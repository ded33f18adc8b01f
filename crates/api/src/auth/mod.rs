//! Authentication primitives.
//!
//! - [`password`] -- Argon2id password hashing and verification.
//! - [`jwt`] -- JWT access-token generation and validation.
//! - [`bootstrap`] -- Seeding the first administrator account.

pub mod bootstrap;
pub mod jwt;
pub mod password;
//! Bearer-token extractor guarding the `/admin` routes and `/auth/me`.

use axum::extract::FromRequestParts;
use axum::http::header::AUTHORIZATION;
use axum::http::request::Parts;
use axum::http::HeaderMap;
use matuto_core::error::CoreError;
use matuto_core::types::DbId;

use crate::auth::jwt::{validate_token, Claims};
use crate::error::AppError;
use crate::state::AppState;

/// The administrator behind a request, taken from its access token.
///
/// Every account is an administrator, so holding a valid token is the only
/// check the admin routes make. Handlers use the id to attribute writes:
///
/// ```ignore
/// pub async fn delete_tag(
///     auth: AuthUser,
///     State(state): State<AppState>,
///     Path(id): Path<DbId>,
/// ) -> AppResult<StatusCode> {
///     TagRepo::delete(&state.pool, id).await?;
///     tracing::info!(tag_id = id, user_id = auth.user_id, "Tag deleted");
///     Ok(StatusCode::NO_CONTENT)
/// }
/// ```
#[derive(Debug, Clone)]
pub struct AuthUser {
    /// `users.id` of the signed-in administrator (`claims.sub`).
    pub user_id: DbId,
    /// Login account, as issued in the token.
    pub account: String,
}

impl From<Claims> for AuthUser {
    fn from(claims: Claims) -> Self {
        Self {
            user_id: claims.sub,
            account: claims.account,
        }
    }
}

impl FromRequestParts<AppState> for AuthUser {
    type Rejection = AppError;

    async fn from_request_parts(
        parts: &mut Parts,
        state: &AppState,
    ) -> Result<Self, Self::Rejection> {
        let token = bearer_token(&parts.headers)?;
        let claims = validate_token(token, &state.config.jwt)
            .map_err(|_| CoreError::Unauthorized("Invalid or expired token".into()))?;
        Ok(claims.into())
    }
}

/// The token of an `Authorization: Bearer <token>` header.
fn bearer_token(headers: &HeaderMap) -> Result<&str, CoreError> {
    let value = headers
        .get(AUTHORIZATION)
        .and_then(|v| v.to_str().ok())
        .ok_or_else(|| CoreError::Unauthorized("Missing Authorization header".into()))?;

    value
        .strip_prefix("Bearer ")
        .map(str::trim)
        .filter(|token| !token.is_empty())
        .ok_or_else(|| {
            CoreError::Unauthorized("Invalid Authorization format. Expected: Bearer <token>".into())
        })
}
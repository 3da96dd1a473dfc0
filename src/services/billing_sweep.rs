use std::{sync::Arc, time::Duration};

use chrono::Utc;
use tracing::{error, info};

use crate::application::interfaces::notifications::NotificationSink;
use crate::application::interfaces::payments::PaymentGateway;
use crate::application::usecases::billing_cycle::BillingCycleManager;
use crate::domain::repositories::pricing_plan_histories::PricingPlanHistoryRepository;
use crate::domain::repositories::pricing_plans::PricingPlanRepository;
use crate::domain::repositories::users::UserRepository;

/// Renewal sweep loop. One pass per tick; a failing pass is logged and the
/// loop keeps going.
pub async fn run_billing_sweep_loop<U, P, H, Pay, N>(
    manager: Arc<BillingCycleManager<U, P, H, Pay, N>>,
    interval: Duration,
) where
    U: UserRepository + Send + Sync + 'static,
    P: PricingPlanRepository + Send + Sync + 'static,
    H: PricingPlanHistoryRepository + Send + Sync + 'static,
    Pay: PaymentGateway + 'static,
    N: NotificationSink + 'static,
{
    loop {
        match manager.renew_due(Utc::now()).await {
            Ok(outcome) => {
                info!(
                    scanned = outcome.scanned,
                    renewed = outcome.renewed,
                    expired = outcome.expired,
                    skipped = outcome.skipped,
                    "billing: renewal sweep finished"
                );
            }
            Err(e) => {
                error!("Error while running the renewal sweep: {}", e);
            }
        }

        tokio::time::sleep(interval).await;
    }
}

▶ **WORK TO BE COMPLETED**
Each line above where the word "Invalid" occurs should be returned in full.

▶ **SOLUTION**
            .map_err(|_| CoreError::Unauthorized("Invalid or expired token".into()))?;
            CoreError::Unauthorized("Invalid Authorization format. Expected: Bearer <token>".into())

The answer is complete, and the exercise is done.